Нейросетевой редизайн белков (задача «обратного фолдинга»), зарекомендовавший себя в работах последних лет как мощный инструмент повышения стабильности биоинженерных белковых конструкций (ПО ProteinMPNN), способных нести интересующий исследователя фрагмент (например, поверхность связывания в случае белка-«байндера»; или эпитоп в случае антигена) на одном из стандартных белково-пептидных каркасов, зарекомендовавших себя высокой стабильностью и устойчивостью к «трансплантации» подобных элементов.

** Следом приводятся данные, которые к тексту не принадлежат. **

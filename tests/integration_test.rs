//! Integration tests for taskdesk
//!
//! These tests drive whole menu sessions through a scripted console and
//! verify the resulting store state and transcript.

use taskdesk::config::Config;
use taskdesk::menu::{MenuSession, MenuState, ScriptedConsole};

fn run_session(lines: &[&str]) -> MenuSession<ScriptedConsole> {
    let mut session = MenuSession::new(ScriptedConsole::new(lines), Config::default());
    session.run().expect("session run failed");
    session
}

// =============================================================================
// Lifecycle scenarios
// =============================================================================

#[test]
fn test_add_complete_remove_lifecycle() {
    let session = run_session(&[
        "1", "Buy milk", "Personal", "01/01/2025", "", // add, pause
        "2", "", // list, pause
        "3", "1", "", // complete, pause
        "4", "1", "", // remove, pause
        "5", "", // summary, pause
        "6",
    ]);

    assert_eq!(session.state(), MenuState::Terminated);
    assert!(session.store().is_empty());

    let summary = session.store().summary();
    assert_eq!(summary.completed, 0);
    assert_eq!(summary.pending, 0);

    let console = session.console();
    assert!(console.printed("Task 'Buy milk' added with id 1."));
    assert!(console.printed("01/01/2025"));
    assert!(console.printed("Task 'Buy milk' completed."));
    assert!(console.printed("Task 'Buy milk' removed."));
    assert!(console.printed("Completed tasks: 0"));
    assert!(console.printed("Pending tasks: 0"));
    assert!(console.printed("Thanks for using taskdesk!"));
}

#[test]
fn test_list_shows_pending_then_completed_status() {
    let session = run_session(&[
        "1", "Buy milk", "Personal", "01/01/2025", "", // add
        "2", "", // list while pending
        "3", "1", "", // complete
        "2", "", // list again
        "6",
    ]);

    let console = session.console();
    assert!(console.printed("pending"));
    assert!(console.printed("completed"));
    assert_eq!(session.store().get(1).map(|t| t.completed), Some(true));
}

#[test]
fn test_ids_are_sequential_across_operations() {
    let session = run_session(&[
        "1", "one", "a", "01/01/2025", "", // id 1
        "1", "two", "b", "02/01/2025", "", // id 2
        "4", "1", "", // remove id 1
        "1", "three", "c", "03/01/2025", "", // id 3, never 1 again
        "6",
    ]);

    let ids: Vec<u32> = session.store().tasks().iter().map(|t| t.id).collect();
    assert_eq!(ids, vec![2, 3]);
}

#[test]
fn test_summary_counts_split() {
    let session = run_session(&[
        "1", "one", "a", "01/01/2025", "", //
        "1", "two", "a", "02/01/2025", "", //
        "3", "1", "", // complete the first
        "5", "", // summary
        "6",
    ]);

    let console = session.console();
    assert!(console.printed("Completed tasks: 1"));
    assert!(console.printed("Pending tasks: 1"));
}

#[test]
fn test_complete_is_idempotent_through_the_menu() {
    let session = run_session(&[
        "1", "one", "a", "01/01/2025", "", //
        "3", "1", "", //
        "3", "1", "", //
        "6",
    ]);

    assert_eq!(session.store().get(1).map(|t| t.completed), Some(true));
    let summary = session.store().summary();
    assert_eq!(summary.completed, 1);
    assert_eq!(summary.pending, 0);
}

// =============================================================================
// Error recovery
// =============================================================================

#[test]
fn test_invalid_date_aborts_add() {
    let session = run_session(&["1", "Buy milk", "Personal", "notadate", "", "6"]);

    assert!(session.store().is_empty());
    assert!(session.console().printed("Invalid date 'notadate'"));
}

#[test]
fn test_complete_unknown_id_on_empty_store() {
    let session = run_session(&["3", "99", "", "6"]);

    assert!(session.store().is_empty());
    assert!(session.console().printed("Task not found: 99"));
}

#[test]
fn test_remove_unknown_id_reports_not_found() {
    let session = run_session(&[
        "1", "one", "a", "01/01/2025", "", //
        "4", "7", "", //
        "6",
    ]);

    assert_eq!(session.store().len(), 1);
    assert!(session.console().printed("Task not found: 7"));
}

#[test]
fn test_invalid_id_token_aborts_operation() {
    let session = run_session(&["3", "abc", "", "6"]);

    assert!(session.console().printed("Invalid task id: abc"));
    assert_eq!(session.state(), MenuState::Terminated);
}

#[test]
fn test_invalid_selection_recovers() {
    let session = run_session(&["9", "", "banana", "", "6"]);

    let console = session.console();
    assert!(console.printed("Invalid option: 9"));
    assert!(console.printed("Invalid option: banana"));
    assert_eq!(session.state(), MenuState::Terminated);
}

#[test]
fn test_list_on_empty_store_prints_notice() {
    let session = run_session(&["2", "", "6"]);

    assert!(session.console().printed("No tasks recorded."));
}

#[test]
fn test_eof_mid_operation_leaves_store_unchanged() {
    // Input ends at the due-date prompt: the add is abandoned and the
    // session terminates cleanly at the next menu read.
    let session = run_session(&["1", "Buy milk", "Personal"]);

    assert!(session.store().is_empty());
    assert_eq!(session.state(), MenuState::Terminated);
}
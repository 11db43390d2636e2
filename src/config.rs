//! Configuration for taskdesk

use eyre::Result;
use serde::{Deserialize, Serialize};
use std::path::{Path, PathBuf};

#[derive(Debug, Clone, Serialize, Deserialize)]
pub struct Config {
    /// Format used to parse and display due dates (strftime syntax)
    #[serde(default = "default_date_format")]
    pub date_format: String,

    /// Whether to colorize console output
    #[serde(default = "default_use_color")]
    pub use_color: bool,
}

fn default_date_format() -> String {
    crate::DEFAULT_DATE_FORMAT.to_string()
}

fn default_use_color() -> bool {
    true
}

impl Default for Config {
    fn default() -> Self {
        Self {
            date_format: default_date_format(),
            use_color: default_use_color(),
        }
    }
}

impl Config {
    /// Load config from file, or use defaults
    pub fn load(path: Option<&PathBuf>) -> Result<Self> {
        if let Some(config_path) = path {
            let content = std::fs::read_to_string(config_path)?;
            let config: Config = serde_yaml::from_str(&content)?;
            return Ok(config);
        }

        // Try default locations
        let default_paths = [
            dirs::config_dir().map(|p| p.join("taskdesk").join("config.yml")),
            Some(PathBuf::from("taskdesk.yml")),
        ];

        for path in default_paths.iter().flatten() {
            if path.exists() {
                let content = std::fs::read_to_string(path)?;
                let config: Config = serde_yaml::from_str(&content)?;
                return Ok(config);
            }
        }

        Ok(Config::default())
    }

    /// Save config to file
    pub fn save(&self, path: &Path) -> Result<()> {
        let content = serde_yaml::to_string(self)?;
        std::fs::write(path, content)?;
        Ok(())
    }

    /// Human-readable hint for the configured date format, e.g. "dd/mm/yyyy"
    pub fn date_hint(&self) -> String {
        self.date_format
            .replace("%d", "dd")
            .replace("%m", "mm")
            .replace("%Y", "yyyy")
            .replace("%y", "yy")
    }
}

#[cfg(test)]
mod tests {
    use super::*;
    use tempfile::TempDir;

    #[test]
    fn test_defaults() {
        let config = Config::default();
        assert_eq!(config.date_format, "%d/%m/%Y");
        assert!(config.use_color);
    }

    #[test]
    fn test_save_and_load_roundtrip() {
        let temp = TempDir::new().unwrap();
        let path = temp.path().join("config.yml");

        let config = Config {
            date_format: "%Y-%m-%d".to_string(),
            use_color: false,
        };
        config.save(&path).unwrap();

        let loaded = Config::load(Some(&path)).unwrap();
        assert_eq!(loaded.date_format, "%Y-%m-%d");
        assert!(!loaded.use_color);
    }

    #[test]
    fn test_partial_file_fills_defaults() {
        let temp = TempDir::new().unwrap();
        let path = temp.path().join("config.yml");
        std::fs::write(&path, "use_color: false\n").unwrap();

        let loaded = Config::load(Some(&path)).unwrap();
        assert_eq!(loaded.date_format, "%d/%m/%Y");
        assert!(!loaded.use_color);
    }

    #[test]
    fn test_date_hint() {
        let config = Config::default();
        assert_eq!(config.date_hint(), "dd/mm/yyyy");

        let iso = Config {
            date_format: "%Y-%m-%d".to_string(),
            use_color: true,
        };
        assert_eq!(iso.date_hint(), "yyyy-mm-dd");
    }
}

Технологии молекулярного моделирования и дизайна мембранных белков, необходимые в связи с тем, что многие ключевые антигены имеют в своем составе мембрано-связанные участки (включая потенциальные, т.е. те, которые вступают во взаимодействие с водно-липидной средой лишь при сближении с мембраной). Кроме того, целый ряд важнейших антигенов способен преодолевать мембраны клеток и/или клеточных органелл. Для корректного моделирования таких белков требуются специальные вычислительные технологии и физические модели, которыми владеют и часть из которых разработали сотрудники лаборатории.
“Пирофосфатный фармакофор” — механизм действия мембраноактивного антибиотика низина, с высокой специфичностью атакующего бактериальные мембраны, распознавая “Ахиллесову пяту” этих мембран: специфичную для бактерий молекулу липида II, содержащую пирофосфатную группу.